The purpose of this study was to determine whether Glimepiride, an oral sulfonylurea drug, prevents the onset of diabetes in diabetic prone BB rats. S750181, a sulfonylurea drug that has minimal in vivo glucose metabolic effects, was also tested. In addition, the shortest period of sulfonylurea treatment required for prevention was determined. Eighty rats were studied for all treatment periods with 40 receiving a daily oral gavage dosage of glimepiride and 40 receiving a daily oral gavage dosage of vehicle solution. Diabetes onset was monitored by glycosuria and blood glucose levels. In study I, with a treatment period of 35-142 days of age, Glimepiride-treated rats showed a 32% incidence of diabetes, whereas control rats had a diabetes incidence of 55% (p < 0.04). In study II, with a treatment period of 60-140 days of age, Glimepiride-treated rats showed a 29% incidence of diabetes compared to 54% in controls (p < 0.03). Further, comparing the time of diabetes onset between the Glimepiride and control groups showed that Glimepiride delays diabetes onset (p < 0.02). In study III, with a treatment period of 60-100 days of age, Glimepiride-treated rats showed a 17% overall diabetes incidence at 170 days, whereas the controls were 43% (p < 0.01). In study IV, with a treatment period of 60-140 days of age, S750181-treated rats showed a 38% diabetes incidence and the control group showed a 43% diabetes incidence. There was no significant delaying or prevention effect observed in the S750181 group. To determine if Glimepiride affected autoimmune events, the severity of islet inflammation was examined. In study I, islet histology from total and nondiabetic animals indicated that Glimepiride-treated rats had a lower severity of islet inflammation than that of the control rats (p = 0.023). These studies show that a) Glimepiride has diabetes preventive effects, b) shorter treatment periods of only 40 days can be effective and c) Glimepiride decreases the severity of islet inflammation.

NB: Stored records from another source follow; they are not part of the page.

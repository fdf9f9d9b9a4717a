//! HTTP-level tests for the read-only movie endpoints.

mod common;

use axum::http::{Method, StatusCode};
use common::{TestCatalog, body_json, delete, get, send};
use serde_json::json;

fn titles(list: &serde_json::Value) -> Vec<&str> {
    list.as_array()
        .unwrap()
        .iter()
        .map(|m| m["title"].as_str().unwrap())
        .collect()
}

#[tokio::test]
async fn get_movie_renders_references_by_name() {
    let catalog = TestCatalog::new().await;
    let nolan = catalog.director("Christopher Nolan").await;
    let scifi = catalog.genre("Science Fiction").await;
    let movie = catalog.movie("Interstellar", Some(nolan), Some(scifi)).await;

    let response = get(catalog.app(), &format!("/movies/{}", movie.id)).await;
    assert_eq!(response.status(), StatusCode::OK);
    assert_eq!(
        body_json(response).await,
        json!({
            "id": movie.id,
            "title": "Interstellar",
            "description": null,
            "trailer": null,
            "year": 2000,
            "rating": 7.5,
            "genre": "Science Fiction",
            "director": "Christopher Nolan",
        })
    );
}

#[tokio::test]
async fn missing_movie_returns_404_message() {
    let catalog = TestCatalog::new().await;

    let response = get(catalog.app(), "/movies/5").await;
    assert_eq!(response.status(), StatusCode::NOT_FOUND);
    assert_eq!(body_json(response).await, json!("There's no movie with id 5"));
}

#[tokio::test]
async fn list_without_filters_returns_all_movies() {
    let catalog = TestCatalog::new().await;
    catalog.movie("A", None, None).await;
    catalog.movie("B", None, None).await;

    let response = get(catalog.app(), "/movies/").await;
    assert_eq!(response.status(), StatusCode::OK);
    assert_eq!(titles(&body_json(response).await), vec!["A", "B"]);
}

#[tokio::test]
async fn filters_combine_as_intersection() {
    let catalog = TestCatalog::new().await;
    let d1 = catalog.director("D1").await;
    let d2 = catalog.director("D2").await;
    let g1 = catalog.genre("G1").await;
    let g2 = catalog.genre("G2").await;

    catalog.movie("d1-g1", Some(d1), Some(g1)).await;
    catalog.movie("d1-g2", Some(d1), Some(g2)).await;
    catalog.movie("d2-g1", Some(d2), Some(g1)).await;
    catalog.movie("d2-g2", Some(d2), Some(g2)).await;

    let app = catalog.app();

    let response = get(app.clone(), &format!("/movies/?director_id={d1}")).await;
    assert_eq!(titles(&body_json(response).await), vec!["d1-g1", "d1-g2"]);

    let response = get(app.clone(), &format!("/movies/?genre_id={g1}")).await;
    assert_eq!(titles(&body_json(response).await), vec!["d1-g1", "d2-g1"]);

    let response = get(app.clone(), &format!("/movies/?director_id={d1}&genre_id={g2}")).await;
    assert_eq!(response.status(), StatusCode::OK);
    assert_eq!(titles(&body_json(response).await), vec!["d1-g2"]);

    let response = get(app, &format!("/movies?genre_id={g2}&director_id={d2}")).await;
    assert_eq!(titles(&body_json(response).await), vec!["d2-g2"]);
}

#[tokio::test]
async fn filter_with_no_match_returns_empty_list() {
    let catalog = TestCatalog::new().await;
    catalog.movie("Lonely", None, None).await;

    let response = get(catalog.app(), "/movies/?director_id=3&genre_id=5").await;
    assert_eq!(response.status(), StatusCode::OK);
    assert_eq!(body_json(response).await, json!([]));
}

#[tokio::test]
async fn empty_filter_value_is_ignored() {
    let catalog = TestCatalog::new().await;
    catalog.movie("Any", None, None).await;

    let response = get(catalog.app(), "/movies/?director_id=&genre_id=").await;
    assert_eq!(response.status(), StatusCode::OK);
    assert_eq!(titles(&body_json(response).await), vec!["Any"]);
}

#[tokio::test]
async fn non_integer_filter_matches_nothing() {
    let catalog = TestCatalog::new().await;
    catalog.movie("Unfiltered", None, None).await;

    let response = get(catalog.app(), "/movies/?director_id=nolan").await;
    assert_eq!(response.status(), StatusCode::OK);
    assert_eq!(body_json(response).await, json!([]));

    let response = get(catalog.app(), "/movies/?genre_id=2.5").await;
    assert_eq!(response.status(), StatusCode::OK);
    assert_eq!(body_json(response).await, json!([]));
}

#[tokio::test]
async fn integral_decimal_filter_matches_integer_id() {
    let catalog = TestCatalog::new().await;
    let d1 = catalog.director("D1").await;
    let d2 = catalog.director("D2").await;
    catalog.movie("by-d1", Some(d1), None).await;
    catalog.movie("by-d2", Some(d2), None).await;

    let response = get(catalog.app(), &format!("/movies/?director_id={d2}.0")).await;
    assert_eq!(response.status(), StatusCode::OK);
    assert_eq!(titles(&body_json(response).await), vec!["by-d2"]);
}

#[tokio::test]
async fn non_numeric_movie_id_is_not_found() {
    let catalog = TestCatalog::new().await;

    let response = get(catalog.app(), "/movies/abc").await;
    assert_eq!(response.status(), StatusCode::NOT_FOUND);
    assert_eq!(body_json(response).await, json!("There's no movie with id abc"));
}

#[tokio::test]
async fn deleting_referenced_director_leaves_dangling_reference() {
    let catalog = TestCatalog::new().await;
    let director = catalog.director("Gone").await;
    let genre = catalog.genre("Still Here").await;
    let movie = catalog.movie("Orphan", Some(director), Some(genre)).await;

    let response = delete(catalog.app(), &format!("/directors/{director}")).await;
    assert_eq!(response.status(), StatusCode::NO_CONTENT);

    let response = get(catalog.app(), &format!("/movies/{}", movie.id)).await;
    assert_eq!(response.status(), StatusCode::OK);
    let json = body_json(response).await;
    assert_eq!(json["director"], json!(null));
    assert_eq!(json["genre"], "Still Here");

    // The foreign key itself is not repaired, so filtering still finds it.
    let response = get(catalog.app(), &format!("/movies/?director_id={director}")).await;
    assert_eq!(titles(&body_json(response).await), vec!["Orphan"]);
}

#[tokio::test]
async fn movies_are_read_only() {
    let catalog = TestCatalog::new().await;
    let movie = catalog.movie("Fixed", None, None).await;

    let response = send(
        catalog.app(),
        Method::POST,
        "/movies/",
        Some(json!({ "title": "New" })),
    )
    .await;
    assert_eq!(response.status(), StatusCode::METHOD_NOT_ALLOWED);

    let response = delete(catalog.app(), &format!("/movies/{}", movie.id)).await;
    assert_eq!(response.status(), StatusCode::METHOD_NOT_ALLOWED);
}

本研究的目的是确定口服磺脲类药物格列美脲是否能预防糖尿病倾向的BB大鼠患糖尿病。还对体内葡萄糖代谢作用极小的磺脲类药物S750181进行了测试。此外,还确定了预防所需的最短磺脲类药物治疗期。对80只大鼠进行了所有治疗期的研究,其中40只每日经口灌胃给予格列美脲,40只每日经口灌胃给予赋形剂溶液。通过糖尿和血糖水平监测糖尿病的发病情况。在研究I中,治疗期为35 - 142日龄,格列美脲治疗组大鼠的糖尿病发病率为32%,而对照组大鼠的糖尿病发病率为55%(p < 0.04)。在研究II中,治疗期为60 - 140日龄,格列美脲治疗组大鼠的糖尿病发病率为29%,而对照组为54%(p < 0.03)。此外,比较格列美脲组和对照组之间的糖尿病发病时间表明,格列美脲可延迟糖尿病发病(p < 0.02)。在研究III中,治疗期为60 - 100日龄,格列美脲治疗组大鼠在170日时的总体糖尿病发病率为17%,而对照组为43%(p < 0.01)。在研究IV中,治疗期为60 - 140日龄,S750181治疗组大鼠的糖尿病发病率为38%,对照组为43%。在S750181组中未观察到显著的延迟或预防作用。为了确定格列美脲是否影响自身免疫事件,检查了胰岛炎症的严重程度。在研究I中,来自全部和非糖尿病动物的胰岛组织学表明,格列美脲治疗组大鼠的胰岛炎症严重程度低于对照组大鼠(p = 0.023)。这些研究表明:a)格列美脲具有预防糖尿病的作用;b)仅40天的较短治疗期即可有效;c)格列美脲可降低胰岛炎症的严重程度。